_Exercise requirements_: Below are records; give the number of their lines that contain "must", and only that number.

_Provided records_:
[Start of Attachment]

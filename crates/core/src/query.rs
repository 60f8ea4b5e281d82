//! List-query builder for the movie collection.
//!
//! A [`MovieQuery`] is a plain description of the request (search text, genre
//! filter, sort key, direction). From it the builder derives a list of
//! predicate closures and a single comparator, which [`MovieQuery::apply`]
//! runs once over a candidate set. SQL-backed stores translate the same
//! description into `WHERE`/`ORDER BY` clauses and must agree with `apply`.
//!
//! Matching rules:
//!
//! - Substring matching is case-sensitive and ordinal.
//! - Titles order byte-wise (PostgreSQL `COLLATE "C"`), never by locale.
//! - A `None` rating sorts as `0`, below every valid rating.

use std::cmp::Ordering;

use crate::movie::Movie;

/// Default value of the `sortBy` parameter.
pub const DEFAULT_SORT_BY: &str = "title";

/// Default value of the `sortOrder` parameter.
pub const DEFAULT_SORT_ORDER: &str = "asc";

/// A filter applied to each candidate movie.
pub type MoviePredicate = Box<dyn Fn(&Movie) -> bool + Send + Sync>;

/// Total order over movies for one query.
pub type MovieComparator = Box<dyn Fn(&Movie, &Movie) -> Ordering + Send + Sync>;

/// Primary sort key.
#[derive(Debug, Clone, Copy, PartialEq, Eq, Default)]
pub enum SortField {
    #[default]
    Title,
    /// Rating (missing as 0) with an ascending title tie-break.
    Rating,
}

impl SortField {
    /// Case-insensitive parse. Anything other than `rating` means `Title`.
    pub fn from_param(value: &str) -> Self {
        if value.eq_ignore_ascii_case("rating") {
            Self::Rating
        } else {
            Self::Title
        }
    }
}

/// Direction of the primary sort key.
#[derive(Debug, Clone, Copy, PartialEq, Eq, Default)]
pub enum SortOrder {
    #[default]
    Asc,
    Desc,
}

impl SortOrder {
    /// Case-insensitive parse. Anything other than `desc` means `Asc`.
    pub fn from_param(value: &str) -> Self {
        if value.eq_ignore_ascii_case("desc") {
            Self::Desc
        } else {
            Self::Asc
        }
    }

    /// Orient an ascending comparison result.
    pub fn apply(self, ordering: Ordering) -> Ordering {
        match self {
            Self::Asc => ordering,
            Self::Desc => ordering.reverse(),
        }
    }
}

/// Parameters of a list request after blank filters have been dropped.
#[derive(Debug, Clone, Default, PartialEq, Eq)]
pub struct MovieQuery {
    /// Substring the title must contain.
    pub search: Option<String>,
    /// Substring the genre must contain. Movies without a genre never match.
    pub genre: Option<String>,
    pub sort_by: SortField,
    pub sort_order: SortOrder,
}

impl MovieQuery {
    /// Build a query from raw request parameters.
    ///
    /// Blank (empty or whitespace-only) `search`/`genre` values are treated as
    /// absent. Non-blank values are kept verbatim, surrounding whitespace
    /// included. Missing `sort_by`/`sort_order` fall back to `title`/`asc`.
    pub fn from_params(
        search: Option<&str>,
        genre: Option<&str>,
        sort_by: Option<&str>,
        sort_order: Option<&str>,
    ) -> Self {
        Self {
            search: non_blank(search),
            genre: non_blank(genre),
            sort_by: SortField::from_param(sort_by.unwrap_or(DEFAULT_SORT_BY)),
            sort_order: SortOrder::from_param(sort_order.unwrap_or(DEFAULT_SORT_ORDER)),
        }
    }

    /// The filters of this query, to be combined with AND.
    pub fn predicates(&self) -> Vec<MoviePredicate> {
        let mut predicates: Vec<MoviePredicate> = Vec::new();

        if let Some(search) = self.search.clone() {
            predicates.push(Box::new(move |m: &Movie| m.title.contains(search.as_str())));
        }

        if let Some(genre) = self.genre.clone() {
            predicates.push(Box::new(move |m: &Movie| {
                m.genre
                    .as_deref()
                    .is_some_and(|g| g.contains(genre.as_str()))
            }));
        }

        predicates
    }

    /// The ordering of this query.
    ///
    /// The direction only flips the primary key; the title tie-break used by
    /// rating sorts stays ascending.
    pub fn comparator(&self) -> MovieComparator {
        let order = self.sort_order;
        match self.sort_by {
            SortField::Title => Box::new(move |a: &Movie, b: &Movie| {
                order.apply(a.title.as_bytes().cmp(b.title.as_bytes()))
            }),
            SortField::Rating => Box::new(move |a: &Movie, b: &Movie| {
                order
                    .apply(rating_key(a).cmp(&rating_key(b)))
                    .then_with(|| a.title.as_bytes().cmp(b.title.as_bytes()))
            }),
        }
    }

    /// Filter and sort `candidates`. The sort is stable, so equal keys keep
    /// their candidate order.
    pub fn apply(&self, candidates: impl IntoIterator<Item = Movie>) -> Vec<Movie> {
        let predicates = self.predicates();
        let comparator = self.comparator();

        let mut movies: Vec<Movie> = candidates
            .into_iter()
            .filter(|m| predicates.iter().all(|p| p(m)))
            .collect();
        movies.sort_by(|a, b| comparator(a, b));
        movies
    }
}

/// Sort key for ratings: a missing rating counts as 0.
pub fn rating_key(movie: &Movie) -> i32 {
    movie.rating.unwrap_or(0)
}

fn non_blank(value: Option<&str>) -> Option<String> {
    value
        .filter(|v| !v.trim().is_empty())
        .map(str::to_string)
}

#[cfg(test)]
mod tests {
    use chrono::Utc;

    use super::*;

    fn movie(id: i64, title: &str, genre: Option<&str>, rating: Option<i32>) -> Movie {
        let now = Utc::now();
        Movie {
            id,
            title: title.to_string(),
            genre: genre.map(str::to_string),
            rating,
            poster_image: None,
            created_at: now,
            updated_at: now,
        }
    }

    fn titles(movies: &[Movie]) -> Vec<&str> {
        movies.iter().map(|m| m.title.as_str()).collect()
    }

    fn catalog() -> Vec<Movie> {
        vec![
            movie(1, "War Horse", Some("Drama"), Some(4)),
            movie(2, "Star Wars", Some("Sci-Fi"), Some(5)),
            movie(3, "Alien", Some("Sci-Fi Horror"), None),
            movie(4, "Warrior", None, Some(4)),
            movie(5, "Amelie", Some("Comedy"), None),
            movie(6, "war games", Some("Thriller"), Some(2)),
        ]
    }

    #[test]
    fn defaults_are_title_ascending_without_filters() {
        let q = MovieQuery::from_params(None, None, None, None);
        assert_eq!(q, MovieQuery::default());
        assert_eq!(
            titles(&q.apply(catalog())),
            vec!["Alien", "Amelie", "Star Wars", "War Horse", "Warrior", "war games"]
        );
    }

    #[test]
    fn blank_filters_are_ignored() {
        let q = MovieQuery::from_params(Some("   "), Some(""), None, None);
        assert_eq!(q.search, None);
        assert_eq!(q.genre, None);
        assert_eq!(q.apply(catalog()).len(), 6);
    }

    #[test]
    fn search_is_a_case_sensitive_substring_match() {
        let q = MovieQuery::from_params(Some("War"), None, None, None);
        assert_eq!(
            titles(&q.apply(catalog())),
            vec!["Star Wars", "War Horse", "Warrior"]
        );
    }

    #[test]
    fn search_and_genre_are_combined_with_and() {
        let q = MovieQuery::from_params(Some("War"), Some("Sci-Fi"), None, None);
        assert_eq!(titles(&q.apply(catalog())), vec!["Star Wars"]);
    }

    #[test]
    fn genre_filter_skips_movies_without_genre() {
        let q = MovieQuery::from_params(None, Some("r"), None, None);
        let result = q.apply(catalog());
        assert!(result.iter().all(|m| m.genre.is_some()));
        assert_eq!(titles(&result), vec!["Alien", "War Horse", "war games"]);
    }

    #[test]
    fn sort_parameters_are_case_insensitive() {
        let q = MovieQuery::from_params(None, None, Some("RaTiNg"), Some("DESC"));
        assert_eq!(q.sort_by, SortField::Rating);
        assert_eq!(q.sort_order, SortOrder::Desc);
    }

    #[test]
    fn unknown_sort_values_fall_back_to_title_ascending() {
        let q = MovieQuery::from_params(None, None, Some("year"), Some("sideways"));
        assert_eq!(q.sort_by, SortField::Title);
        assert_eq!(q.sort_order, SortOrder::Asc);
    }

    #[test]
    fn title_descending_reverses_order() {
        let q = MovieQuery::from_params(None, None, Some("title"), Some("desc"));
        assert_eq!(
            titles(&q.apply(catalog())),
            vec!["war games", "Warrior", "War Horse", "Star Wars", "Amelie", "Alien"]
        );
    }

    #[test]
    fn rating_ascending_puts_unrated_first_with_title_tie_break() {
        let q = MovieQuery::from_params(None, None, Some("rating"), None);
        assert_eq!(
            titles(&q.apply(catalog())),
            vec!["Alien", "Amelie", "war games", "War Horse", "Warrior", "Star Wars"]
        );
    }

    #[test]
    fn rating_descending_keeps_title_tie_break_ascending() {
        let q = MovieQuery::from_params(None, None, Some("rating"), Some("desc"));
        assert_eq!(
            titles(&q.apply(catalog())),
            vec!["Star Wars", "War Horse", "Warrior", "war games", "Alien", "Amelie"]
        );
    }

    #[test]
    fn predicates_list_grows_with_each_filter() {
        assert!(MovieQuery::default().predicates().is_empty());
        let q = MovieQuery::from_params(Some("a"), Some("b"), None, None);
        assert_eq!(q.predicates().len(), 2);
    }
}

[End of Attachment]

_Exercise result_: 3